Internship Research, (cont.)

 

Chapter Two: African-American Maternal Health

 

Our country's history of racial discrimination has led to an increase in preventable death among  African-American Women. Currently, African-American women are three times more likely to die from pregnancy-related causes than Caucasian women. As the woman ages, the risk of dying from these complications increases. The question is, why is this still happening. Considering the advancements the American healthcare system has been able to make, you would think the health of this population would be improving, not diminishing. Today’s topic focuses on uncovering the factors that are increasing this mortality rate as well as, identifying potential improvements that may be made by expanding Medicaid services.

One factor we have to consider is the African-American communities’ hesitation to receive healthcare services, due to previous discrimination and deception experienced in the past. I believe that a majority of the mistrust between the African-American community and the American healthcare system stems from the Tuskegee Syphilis Study. Here is a brief background on the subject. According to the Center for Disease Control and Prevention, “The study initially involved 600 black men – 399 with syphilis, 201 who did not have the disease. The study was conducted without the benefit of patients’ informed consent. Researchers told the men they were being treated for “bad blood,” a local term used to describe several ailments, including syphilis, anemia, and fatigue. In truth, they did not receive the proper treatment needed to cure their illness. In exchange for taking part in the study, the men received free medical exams, free meals, and burial insurance. Although originally projected to last 6 months, the study actually went on for 40 years,” (2020). The unethical components of this study would solidify some of the mistrust between the African-American community and the healthcare system. In 1945, penicillin was accepted as the appropriate treatment for syphilis. All of the healthcare professionals involved in this study knew that penicillin was the appropriate course of treatment, yet none of the participants were treated for syphilis. The study would not officially end until 1972 after an article is published condemning the study. While the Tuskegee experiment may have initiated the apprehension, it is not the sole reason.

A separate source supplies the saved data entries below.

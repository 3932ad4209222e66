//! Resolve lookups against AWS (SSM, EC2 and Route 53).

use super::{Context, HostedZoneEntry, NetworkEntry};
use crate::{
    naming::{normalize_zone, vpc_parameter},
    Error,
};
use aws_config::{retry::RetryConfig, BehaviorVersion, Region, SdkConfig};
use aws_sdk_ec2::{types::Filter, Client as Ec2Client};
use aws_sdk_route53::Client as Route53Client;
use aws_sdk_ssm::Client as SsmClient;
use std::time::Duration;
use tracing::{debug, info};

/// Tag written by CDK-built networks to mark a subnet's role
pub const SUBNET_TYPE_TAG: &str = "aws-cdk:subnet-type";

/// Prefix Route 53 puts in front of hosted zone ids
const HOSTED_ZONE_PREFIX: &str = "/hostedzone/";

/// Role of a subnet in its network.
#[derive(Clone, Copy, Debug, PartialEq, Eq)]
pub enum SubnetKind {
    /// Routes to an internet gateway
    Public,
    /// Routes out through a NAT
    Private,
    /// No route out of the network
    Isolated,
}

/// Classifies a subnet from its `aws-cdk:subnet-type` tag, falling back to whether it assigns
/// public addresses on launch.
pub fn classify(subnet_type: Option<&str>, map_public_ip_on_launch: bool) -> SubnetKind {
    match subnet_type {
        Some("Public") => SubnetKind::Public,
        Some("Isolated") => SubnetKind::Isolated,
        Some(_) => SubnetKind::Private,
        None if map_public_ip_on_launch => SubnetKind::Public,
        None => SubnetKind::Private,
    }
}

async fn load_config(region: Region) -> SdkConfig {
    let retry = RetryConfig::adaptive()
        .with_max_attempts(10)
        .with_initial_backoff(Duration::from_millis(500))
        .with_max_backoff(Duration::from_secs(30));
    aws_config::defaults(BehaviorVersion::latest())
        .region(region)
        .retry_config(retry)
        .load()
        .await
}

/// Reads a string parameter from SSM Parameter Store.
pub async fn get_parameter(client: &SsmClient, name: &str) -> Result<String, Error> {
    let output = client
        .get_parameter()
        .name(name)
        .send()
        .await
        .map_err(|e| {
            let e = e.into_service_error();
            if e.is_parameter_not_found() {
                Error::ParameterNotFound(name.to_string())
            } else {
                Error::AwsSsm {
                    operation: "GetParameter",
                    source: Box::new(aws_sdk_ssm::Error::from(e)),
                }
            }
        })?;
    output
        .parameter()
        .and_then(|p| p.value())
        .map(str::to_string)
        .ok_or_else(|| Error::ParameterNotFound(name.to_string()))
}

/// Lists the private and public subnets of a network, ordered by availability zone.
pub async fn describe_network(client: &Ec2Client, vpc_id: &str) -> Result<NetworkEntry, Error> {
    let mut private = Vec::new();
    let mut public = Vec::new();
    let mut pages = client
        .describe_subnets()
        .filters(Filter::builder().name("vpc-id").values(vpc_id).build())
        .into_paginator()
        .send();
    while let Some(page) = pages.next().await {
        let page = page.map_err(|e| Error::AwsEc2 {
            operation: "DescribeSubnets",
            source: Box::new(aws_sdk_ec2::Error::from(e.into_service_error())),
        })?;
        for subnet in page.subnets() {
            let Some(id) = subnet.subnet_id() else {
                continue;
            };
            let subnet_type = subnet
                .tags()
                .iter()
                .find(|t| t.key() == Some(SUBNET_TYPE_TAG))
                .and_then(|t| t.value());
            let kind = classify(
                subnet_type,
                subnet.map_public_ip_on_launch().unwrap_or(false),
            );
            let az = subnet.availability_zone().unwrap_or_default().to_string();
            debug!(subnet = id, az = az.as_str(), ?kind, "found subnet");
            match kind {
                SubnetKind::Public => public.push((az, id.to_string())),
                SubnetKind::Private => private.push((az, id.to_string())),
                SubnetKind::Isolated => {}
            }
        }
    }
    if private.is_empty() && public.is_empty() {
        return Err(Error::NetworkNotFound(vpc_id.to_string()));
    }
    private.sort();
    public.sort();
    Ok(NetworkEntry {
        private_subnets: private.into_iter().map(|(_, id)| id).collect(),
        public_subnets: public.into_iter().map(|(_, id)| id).collect(),
    })
}

/// Finds the public hosted zone serving `domain`.
pub async fn find_hosted_zone(
    client: &Route53Client,
    domain: &str,
) -> Result<HostedZoneEntry, Error> {
    let domain = normalize_zone(domain);
    let output = client
        .list_hosted_zones_by_name()
        .dns_name(domain)
        .send()
        .await
        .map_err(|e| Error::AwsRoute53 {
            operation: "ListHostedZonesByName",
            source: Box::new(aws_sdk_route53::Error::from(e.into_service_error())),
        })?;
    let wanted = format!("{domain}.");
    let zone = output
        .hosted_zones()
        .iter()
        .filter(|z| !z.config().map(|c| c.private_zone()).unwrap_or(false))
        .find(|z| z.name() == wanted)
        .ok_or_else(|| Error::HostedZoneNotFound(domain.to_string()))?;
    Ok(HostedZoneEntry {
        id: zone.id().trim_start_matches(HOSTED_ZONE_PREFIX).to_string(),
        name: domain.to_string(),
    })
}

/// Resolves every lookup needed to synthesize the stack of `tenant`.
pub async fn resolve(region: &str, tenant: &str, zone: &str) -> Result<Context, Error> {
    let config = load_config(Region::new(region.to_string())).await;
    let ssm = SsmClient::new(&config);
    let ec2 = Ec2Client::new(&config);
    let route53 = Route53Client::new(&config);
    info!(region, tenant, zone, "resolving lookups");

    // The network id and the hosted zone are independent
    let name = vpc_parameter(tenant);
    let (vpc_id, hosted_zone) = tokio::try_join!(
        get_parameter(&ssm, &name),
        find_hosted_zone(&route53, zone)
    )?;
    info!(vpc = vpc_id.as_str(), "resolved network id");
    info!(
        zone = hosted_zone.name.as_str(),
        id = hosted_zone.id.as_str(),
        "resolved hosted zone"
    );

    let network = describe_network(&ec2, &vpc_id).await?;
    info!(
        vpc = vpc_id.as_str(),
        private = network.private_subnets.len(),
        public = network.public_subnets.len(),
        "resolved subnets"
    );

    let mut context = Context::default()
        .with_parameter(&name, &vpc_id)
        .with_network(&vpc_id, network);
    context
        .hosted_zones
        .insert(hosted_zone.name.clone(), hosted_zone);
    Ok(context)
}
#[cfg(test)]
mod tests {
    use super::*;
    use crate::{
        config::Config,
        context::{Credentials, Inputs, Provenance, Target, TenantContext},
        lookup::{Context, NetworkEntry},
        stack::compose,
    };

    fn stack() -> Stack {
        let inputs = Inputs {
            tenant: TenantContext {
                tenant: "Abc".to_string(),
                environment: "Dev".to_string(),
                product: "DbxAppProxy".to_string(),
                workspace_uri: "https://ws".to_string(),
                app_uri: "https://app".to_string(),
                hostname: "proxy".to_string(),
                zone: "example.com".to_string(),
            },
            credentials: Credentials {
                client_id: "id".to_string(),
                client_secret: "hunter2".to_string(),
            },
            provenance: Provenance::default(),
            target: Target {
                account: None,
                region: "eu-west-1".to_string(),
            },
        };
        let context = Context::default()
            .with_parameter("/Abc/baseline/network/vpc-id", "vpc-1")
            .with_network(
                "vpc-1",
                NetworkEntry {
                    private_subnets: vec!["subnet-a".to_string()],
                    public_subnets: vec!["subnet-b".to_string()],
                },
            )
            .with_hosted_zone("example.com", "Z1");
        compose(&inputs, &Config::default(), &context).unwrap()
    }

    #[test]
    fn test_imported_nodes_are_literals() {
        let template = render(&stack()).unwrap();
        let resources = template["Resources"].as_object().unwrap();
        assert!(!resources.contains_key("ImportVPC"));
        assert!(!resources.contains_key("Zone"));
        assert_eq!(
            template["Resources"]["SecurityGroup"]["Properties"]["VpcId"],
            json!("vpc-1")
        );
        assert_eq!(
            template["Resources"]["ProxyAliasRecordA"]["Properties"]["HostedZoneId"],
            json!("Z1")
        );

        // The security group's explicit dependency is on the network, which is never rendered
        assert!(template["Resources"]["SecurityGroup"]
            .get("DependsOn")
            .is_none());
        assert_eq!(
            template["Resources"]["Service"]["DependsOn"],
            json!(["ServiceLBPublicListener", "ServiceLBPublicRedirectListener"])
        );
    }

    #[test]
    fn test_tags() {
        let template = render(&stack()).unwrap();
        for (id, resource) in template["Resources"].as_object().unwrap() {
            let tags = &resource["Properties"]["Tags"];
            match resource["Type"].as_str().unwrap() {
                "AWS::IAM::Policy"
                | "AWS::EC2::SecurityGroupIngress"
                | "AWS::ElasticLoadBalancingV2::Listener"
                | "AWS::Route53::RecordSet" => assert!(tags.is_null(), "{id} is tagged"),
                _ => assert_eq!(
                    tags,
                    &json!([
                        { "Key": "environment", "Value": "Dev" },
                        { "Key": "product", "Value": "DbxAppProxy" },
                        { "Key": "tenant", "Value": "Abc" },
                    ]),
                    "{id} is missing tags"
                ),
            }
        }
    }

    #[test]
    fn test_credentials_only_in_parameter_defaults() {
        let mut template = render(&stack()).unwrap();
        let secret = serde_json::to_string(&template["Resources"]["CredsSecret"]).unwrap();
        assert!(secret.contains(r#"{"Ref":"clientSecret"}"#));
        assert_eq!(
            template["Parameters"]["clientSecret"],
            json!({ "Type": "String", "NoEcho": true, "Default": "hunter2" })
        );

        // Nothing outside the parameter defaults carries the value
        let parameters = template
            .as_object_mut()
            .unwrap()
            .remove("Parameters")
            .unwrap();
        assert_eq!(
            serde_json::to_string(&parameters)
                .unwrap()
                .matches("hunter2")
                .count(),
            1
        );
        assert!(!serde_json::to_string(&template).unwrap().contains("hunter2"));
        assert_eq!(
            template["Resources"]["CredsSecret"]["DeletionPolicy"],
            json!("Delete")
        );
    }

    #[test]
    fn test_service() {
        let template = render(&stack()).unwrap();
        let service = &template["Resources"]["Service"]["Properties"];
        assert_eq!(service["EnableExecuteCommand"], json!(true));
        assert_eq!(
            service["DeploymentConfiguration"]["DeploymentCircuitBreaker"],
            json!({ "Enable": true, "Rollback": true })
        );
        assert_eq!(
            service["NetworkConfiguration"]["AwsvpcConfiguration"]["AssignPublicIp"],
            json!("DISABLED")
        );
        assert_eq!(
            template["Outputs"]["ProxyURI"]["Value"],
            json!({ "Fn::GetAtt": ["ServiceLB", "DNSName"] })
        );
    }

    #[test]
    fn test_container_secrets() {
        let template = render(&stack()).unwrap();
        let container =
            &template["Resources"]["TaskDef"]["Properties"]["ContainerDefinitions"][0];
        assert_eq!(
            container["Secrets"][0],
            json!({
                "Name": "DATABRICKS_CLIENT_ID",
                "ValueFrom": { "Fn::Join": ["", [{ "Ref": "CredsSecret" }, ":client_id::"]] },
            })
        );
        assert_eq!(container["PortMappings"][0]["ContainerPort"], json!(8080));
    }
}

I believe that discrimination would be the primary factor. The history of African-Americans in the United States is a story filled with entrapment, violence, and discrimination. Although today’s African-American individual has more rights then their grandparents and great-grandparents, there is still implicit bias and discrimination in the healthcare system towards African-Americans. The attitudes of the healthcare provider have been cited as a deterrent to receiving care. A study published in The American Journal of Public Health examined implicit racial and ethnic bias of healthcare providers’ effects on healthcare outcomes. The subsection entitled, Health Disparities and Provider Attitudes, stated that “Although overt discriminatory behavior in the United States may have declined in recent decades, covert discrimination and institutional bias are sustained by subtle, implicit attitudes that may influence provider behavior and treatment choices. As a result, patients of color may be kept waiting longer for assessment or treatment than their White counterparts, or providers may spend more time with White patients than with patients of color. In addition, providers may vary in the extent to which they collaborate with patients in systematic though non deliberate ways, in considering treatment options based on patients’ characteristics,” (Hall et al., 2015). Subtle biases, such as engaging the patient in a condescending or dominant tone, were cited as a tacit to decrease the patient’s control over the situation. From personal experience, I can say I see this form of bias extended more from older white males. I have seen this form of bias exhibited by an African-American male provider, but it is mostly exhibited by older white males.  The article also cited that many patients felt like their opinions were not considered and that subtle bias prevented some patients from receiving the best care.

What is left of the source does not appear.